Despite this early success, Cason began to struggle to produce later on in the season. In a week 9 loss to the New Orleans Saints, Cason was benched after he was called for a 32-yard pass interference penalty. In week 13, Cason was benched again after allowing a 17-yard touchdown pass to Greg Jennings of the Minnesota Vikings, which contributed to Carolina's 31-13 loss. Two days later, on December 2, he was waived from his contract. He had started 11 of 12 games during his season with Carolina.

===Baltimore Ravens===
Cason signed with the Baltimore Ravens on December 9, 2014. He decided to wear #23, instead of his usual #20, as a mark of respect to the great Ed Reed, who famously wore #20 for Baltimore.

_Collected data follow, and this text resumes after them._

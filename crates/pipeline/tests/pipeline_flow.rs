//! End-to-end pipeline tests over stubbed providers.

use std::sync::Arc;
use std::time::Duration;

use async_trait::async_trait;

use medvoice_config::{CoachConfig, CriticalResponsePolicy};
use medvoice_core::{
    AudioClip, ComponentHealth, Completion, CompletionRequest, Error, LanguageModel,
    PatientPersona, Profession, Result, SpeechToText, TokenUsage, Transcription, TurnContext,
};
use medvoice_pipeline::{CallOptions, ConversationOrchestrator, Providers};

fn persona() -> PatientPersona {
    let mut p = PatientPersona::new("Ana", 55, "hypertension");
    p.current_symptoms = vec!["headache".into(), "dizziness".into()];
    p.medications = vec!["lisinopril".into()];
    p
}

fn audio() -> AudioClip {
    AudioClip::new(vec![0u8; 64], "audio/webm")
}

async fn ready_orchestrator(config: CoachConfig, providers: Providers) -> ConversationOrchestrator {
    let orchestrator = ConversationOrchestrator::new(Arc::new(config), providers);
    orchestrator.initialize().await.unwrap();
    orchestrator
}

/// Model that replies with clinical advice, which a patient must never give.
struct UnsafeLanguageModel;

#[async_trait]
impl LanguageModel for UnsafeLanguageModel {
    async fn complete(&self, _request: &CompletionRequest) -> Result<Completion> {
        Ok(Completion {
            text: "Honestly doctor, you should take aspirin every day, it fixed my headache for good."
                .to_string(),
            confidence: Some(0.9),
            token_usage: TokenUsage::default(),
        })
    }

    async fn health_check(&self) -> ComponentHealth {
        ComponentHealth::ok()
    }

    fn name(&self) -> &str {
        "unsafe-llm"
    }
}

/// Model that answers every prompt with prose instead of JSON.
struct ProseLanguageModel;

#[async_trait]
impl LanguageModel for ProseLanguageModel {
    async fn complete(&self, _request: &CompletionRequest) -> Result<Completion> {
        Ok(Completion {
            text: "The session went quite well overall, keep practising your questions."
                .to_string(),
            confidence: Some(0.8),
            token_usage: TokenUsage::default(),
        })
    }

    async fn health_check(&self) -> ComponentHealth {
        ComponentHealth::ok()
    }

    fn name(&self) -> &str {
        "prose-llm"
    }
}

/// Model that authors well-formed feedback with an invented strength quote.
struct FabricatingLanguageModel;

#[async_trait]
impl LanguageModel for FabricatingLanguageModel {
    async fn complete(&self, _request: &CompletionRequest) -> Result<Completion> {
        let text = serde_json::json!({
            "overall_score": 82,
            "detailed_scores": {
                "pronunciation": 80, "grammar": 78, "vocabulary": 84,
                "clinical_communication": 85, "empathy": 83, "patient_education": 80
            },
            "strengths": [{
                "category": "Empathy",
                "observation": "Acknowledged the patient's concern warmly",
                "examples": ["I completely understand your worry"]
            }],
            "improvements": [
                {"category": "Grammar", "observation": "Tense slips", "suggestion": "Review past tense", "example": "I examined"},
                {"category": "Vocabulary", "observation": "Repetition", "suggestion": "Vary phrasing", "example": "In addition"},
                {"category": "Pronunciation", "observation": "Pace", "suggestion": "Slow down", "example": "pausing"}
            ],
            "transcript_analysis": {}
        })
        .to_string();
        Ok(Completion {
            text,
            confidence: Some(0.9),
            token_usage: TokenUsage::default(),
        })
    }

    async fn health_check(&self) -> ComponentHealth {
        ComponentHealth::ok()
    }

    fn name(&self) -> &str {
        "fabricating-llm"
    }
}

/// STT whose initialization fails, for degraded-mode coverage.
struct OfflineSpeechToText;

#[async_trait]
impl SpeechToText for OfflineSpeechToText {
    async fn initialize(&self) -> Result<()> {
        Err(Error::provider_unavailable(
            "offline-stt",
            "initialize",
            "startup",
            "no credentials configured",
        ))
    }

    async fn transcribe(&self, _audio: &AudioClip, _session_id: &str) -> Result<Transcription> {
        unreachable!("transcribe must be gated by the readiness check");
    }

    async fn health_check(&self) -> ComponentHealth {
        ComponentHealth::failing("no credentials configured")
    }

    fn name(&self) -> &str {
        "offline-stt"
    }
}

/// STT that never completes, for timeout coverage.
struct HangingSpeechToText;

#[async_trait]
impl SpeechToText for HangingSpeechToText {
    async fn transcribe(&self, _audio: &AudioClip, _session_id: &str) -> Result<Transcription> {
        tokio::time::sleep(Duration::from_secs(3600)).await;
        unreachable!("sleep outlives every test timeout");
    }

    async fn health_check(&self) -> ComponentHealth {
        ComponentHealth::ok()
    }

    fn name(&self) -> &str {
        "hanging-stt"
    }
}

#[tokio::test]
async fn turn_pipeline_returns_approved_text_and_appends_history() {
    let orchestrator = ready_orchestrator(CoachConfig::default(), Providers::stubbed()).await;
    let mut history = Vec::new();
    let outcome = orchestrator
        .process_turn(
            &audio(),
            "sess-1",
            &persona(),
            &TurnContext::default(),
            &mut history,
            &CallOptions::default(),
        )
        .await
        .unwrap();

    assert!(outcome.validation.is_valid);
    assert!(!outcome.approved_response.is_empty());
    assert!(outcome.audio.is_some());
    assert_eq!(history.len(), 2);
    assert_eq!(history[0].text, outcome.transcript.text);
    assert_eq!(history[1].text, outcome.approved_response);
}

#[tokio::test]
async fn unsafe_model_output_is_never_returned_raw() {
    let providers = Providers {
        llm: Arc::new(UnsafeLanguageModel),
        ..Providers::stubbed()
    };
    let orchestrator = ready_orchestrator(CoachConfig::default(), providers).await;
    let mut history = Vec::new();
    let outcome = orchestrator
        .process_turn(
            &audio(),
            "sess-2",
            &persona(),
            &TurnContext::default(),
            &mut history,
            &CallOptions::default(),
        )
        .await
        .unwrap();

    assert!(!outcome.validation.is_valid);
    assert!(outcome.validation.is_critical());
    assert!(!outcome
        .approved_response
        .to_lowercase()
        .contains("you should take"));
    // History records the approved text, not the raw model output.
    assert_eq!(history[1].text, outcome.approved_response);
}

#[tokio::test]
async fn fail_closed_policy_returns_scripted_fallback() {
    let mut config = CoachConfig::default();
    config.pipeline.critical_policy = CriticalResponsePolicy::FailClosed;
    let fallback = config.pipeline.fallback_patient_reply.clone();
    let providers = Providers {
        llm: Arc::new(UnsafeLanguageModel),
        ..Providers::stubbed()
    };
    let orchestrator = ready_orchestrator(config, providers).await;
    let mut history = Vec::new();
    let outcome = orchestrator
        .process_turn(
            &audio(),
            "sess-3",
            &persona(),
            &TurnContext::default(),
            &mut history,
            &CallOptions::default(),
        )
        .await
        .unwrap();
    assert_eq!(outcome.approved_response, fallback);
}

#[tokio::test]
async fn provider_timeout_surfaces_as_retryable_error() {
    let providers = Providers {
        stt: Arc::new(HangingSpeechToText),
        ..Providers::stubbed()
    };
    let orchestrator = ready_orchestrator(CoachConfig::default(), providers).await;
    let mut history = Vec::new();
    let err = orchestrator
        .process_turn(
            &audio(),
            "sess-4",
            &persona(),
            &TurnContext::default(),
            &mut history,
            &CallOptions {
                timeout: Some(Duration::from_millis(50)),
            },
        )
        .await
        .unwrap_err();

    assert!(err.is_retryable());
    match err {
        Error::ProviderUnavailable { stage, session_id, .. } => {
            assert_eq!(stage, "transcribe");
            assert_eq!(session_id, "sess-4");
        }
        other => panic!("expected ProviderUnavailable, got {other}"),
    }
    assert!(history.is_empty());
}

#[tokio::test]
async fn feedback_from_well_formed_model_output_is_kept() {
    let orchestrator = ready_orchestrator(CoachConfig::default(), Providers::stubbed()).await;
    let report = orchestrator
        .generate_feedback(
            "Doctor: Hello, what brings you in today?\nPatient: My blood pressure worries me.",
            &persona(),
            300,
            Profession::Doctor,
            "intermediate",
            "consultation",
            &CallOptions::default(),
        )
        .await
        .unwrap();

    assert!(report.correction.is_none());
    // The stub authors a 78; the deterministic baseline is something else.
    assert_eq!(report.feedback.overall_score, 78);
    assert_eq!(report.feedback.improvements.len(), 3);
}

#[tokio::test]
async fn prose_feedback_falls_back_to_deterministic_scoring() {
    let providers = Providers {
        llm: Arc::new(ProseLanguageModel),
        ..Providers::stubbed()
    };
    let orchestrator = ready_orchestrator(CoachConfig::default(), providers).await;
    let transcript = "Doctor: Hello, what brings you in today?\n\
                      Patient: My blood pressure worries me.\n\
                      Doctor: I understand, that must be stressful. Let me explain the plan.";
    let report = orchestrator
        .generate_feedback(
            transcript,
            &persona(),
            300,
            Profession::Doctor,
            "intermediate",
            "consultation",
            &CallOptions::default(),
        )
        .await
        .unwrap();

    let correction = report.correction.expect("merge must be reported");
    assert!(!correction.is_valid);
    assert_eq!(report.feedback.overall_score, report.scoring.overall_score);
    assert_eq!(report.feedback.improvements, report.scoring.improvements);
}

#[tokio::test]
async fn fabricated_quote_is_replaced_not_just_flagged() {
    let providers = Providers {
        llm: Arc::new(FabricatingLanguageModel),
        ..Providers::stubbed()
    };
    let orchestrator = ready_orchestrator(CoachConfig::default(), providers).await;
    let report = orchestrator
        .generate_feedback(
            "Doctor: Hello, what brings you in today?\nPatient: My blood pressure worries me.",
            &persona(),
            300,
            Profession::Doctor,
            "intermediate",
            "consultation",
            &CallOptions::default(),
        )
        .await
        .unwrap();

    let correction = report.correction.expect("fabricated quote must be reported");
    assert!(correction
        .issues
        .iter()
        .any(|i| i.contains("Example quote not found")));
    // The flagged strengths are replaced with the deterministic ones, so the
    // invented quote never reaches the learner.
    assert_eq!(report.feedback.strengths, report.scoring.strengths);
    assert!(!report
        .feedback
        .strengths
        .iter()
        .flat_map(|s| &s.examples)
        .any(|e| e.contains("I completely understand your worry")));
    // Fields that passed content checks are still kept from the draft.
    assert_eq!(report.feedback.overall_score, 82);
}

#[tokio::test]
async fn failed_provider_init_degrades_instead_of_failing() {
    let providers = Providers {
        stt: Arc::new(OfflineSpeechToText),
        ..Providers::stubbed()
    };
    let orchestrator = ready_orchestrator(CoachConfig::default(), providers).await;

    let report = orchestrator.health_check().await;
    assert!(!report.overall);
    assert!(!report.components["stt"].healthy);
    assert!(report.components["llm"].healthy);
    assert!(report.components["tts"].healthy);

    let mut history = Vec::new();
    let err = orchestrator
        .process_turn(
            &audio(),
            "sess-5",
            &persona(),
            &TurnContext::default(),
            &mut history,
            &CallOptions::default(),
        )
        .await
        .unwrap_err();
    assert!(err.is_retryable());
    match err {
        Error::ProviderUnavailable { stage, .. } => assert_eq!(stage, "transcribe"),
        other => panic!("expected ProviderUnavailable, got {other}"),
    }
    assert!(history.is_empty());
}

#[tokio::test]
async fn health_check_aggregates_all_components() {
    let orchestrator = ready_orchestrator(CoachConfig::default(), Providers::stubbed()).await;
    let report = orchestrator.health_check().await;
    assert!(report.overall);
    for component in ["stt", "tts", "llm", "prompt_builder", "scoring", "guardrails"] {
        assert!(
            report.components.get(component).is_some_and(|c| c.healthy),
            "{component} missing or unhealthy"
        );
    }
}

He played the last two regular season games and became a free agent at the end of the season.

On June 24, 2015, he announced he would miss the upcoming season due to a surgery he had on his right foot.

==Career statistics==

===NFL===

| Year | Team | GP | COMB | TOTAL | AST | SACK | FF | FR | FR YDS | INT | IR YDS | AVG IR | LNG | TD | PD |
|---|---|---|---|---|---|---|---|---|---|---|---|---|---|---|---|
| 2008 | SD | 16 | 74 | 59 | 15 | 0.0 | 1 | 0 | 0 | 2 | 69 | 35 | 59 | 1 | 7 |
| 2009 | SD | 16 | 41 | 38 | 3 | 0.0 | 0 | 0 | 0 | 2 | 22 | 11 | 22 | 0 | 3 |
| 2010 | SD | 16 | 67 | 57 | 10 | 0.0 | 1 | 0 | 0 | 4 | 51 | 13 | 28 | 0 | 17 |
| 2011 | SD | 16 | 53 | 46 | 7 | 0.0 | 0 | 0 | 0 | 2 | 69 | 35 | 64 | 0 | 17 |
| 2012 | SD | 16 | 73 | 62 | 11 | 0.0 | 2 | 0 | 0 | 2 | 34 | 17 | 31 | 0 | 11 |
| 2013 | ARI | 16 | 14 | 12 | 2 | 0.0 | 0 | 2 | 43 | 2 | 36 | 18 | 20 | 1 | 3 |
| 2014 | CAR | 12 | 58 | 44 | 14 | 0.0 | 4 | 1 | 0 | 2 | 81 | 41 | 80 | 0 | 6 |
| 2014 | BAL | 2 | 0 | 0 | 0 | 0.0 | 0 | 0 | 0 | 0 | 0 | 0 | 0 | 0 | 0 |
| Career |  | 110 | 380 | 318 | 62 | 0.0 | 8 | 3 | 0 | 16 | 362 | 23 | 80 | 2 | 64 |

===College===

Year: GP; Solo; Ast; Total; TFL; Yds; No; Yds; Int; Yds; TD; BrUp; RCV; Yds; FF; Attempt; Yds; TD
2007: 12; 56; 15; 71; 4; 12; 1; 6; 5; 164; 2; 14; 0; 0; 2; 27; 271; 2
2006: 12; 48; 14; 62; 2; 8; 0; 0; 3; 57; 1; 7; 1; 0; 1; 0; 0; 0
2005: 11; 38; 12; 50; 2.5; 5; 0; 0; 3; 40; 0; 5; 0; 0; 0; 0; 0; 0
2004: 11; 54; 16; 70; 5.5; 18; 0; 0; 4; 88; 0; 6; 0; 0; 3; 0; 0; 0
Total: 46; 196; 57; 253; 14; 43; 1; 6; 15; 349; 3; 32; 1; 0; 6; 27; 271; 2

==Career highlights==
College

- Honorable mention Sporting News All-Pac-10 (2004)
- Sporting News Pac-10 Freshman of the Year (2004)
- Sporting News Freshman All-American (2004)
- FWAA Freshman All-American (2004)
- Rivals.com Freshman All-America Club (2004)
- Second-team All-Pac-10 (2005)
- 2× First-team All-Pac-10 (2006-2007)
- Jim Thorpe Award semifinalist (2006)
- NCAA Division I Outdoor Track and Field All American in 4x100 (2006)
- Jim Thorpe Award (2007)
- Walter Camp First-team All American (2007)
- Associated Press First-team All American (2007)
- The Sporting News First-team All American (2007)
- CBSSports.com First-team All American (2007)
- SI.com First-team All American (2007)
- Rivals.com First-team All American (2007)
- University of Arizona Athletics Hall of Fame (2019)

==Post-playing career==
Following his professional playing career, Cason has pursued becoming an on-field official, initially working high school games. He was assigned as an alternate official for the January 2023 edition of the NFLPA Collegiate Bowl.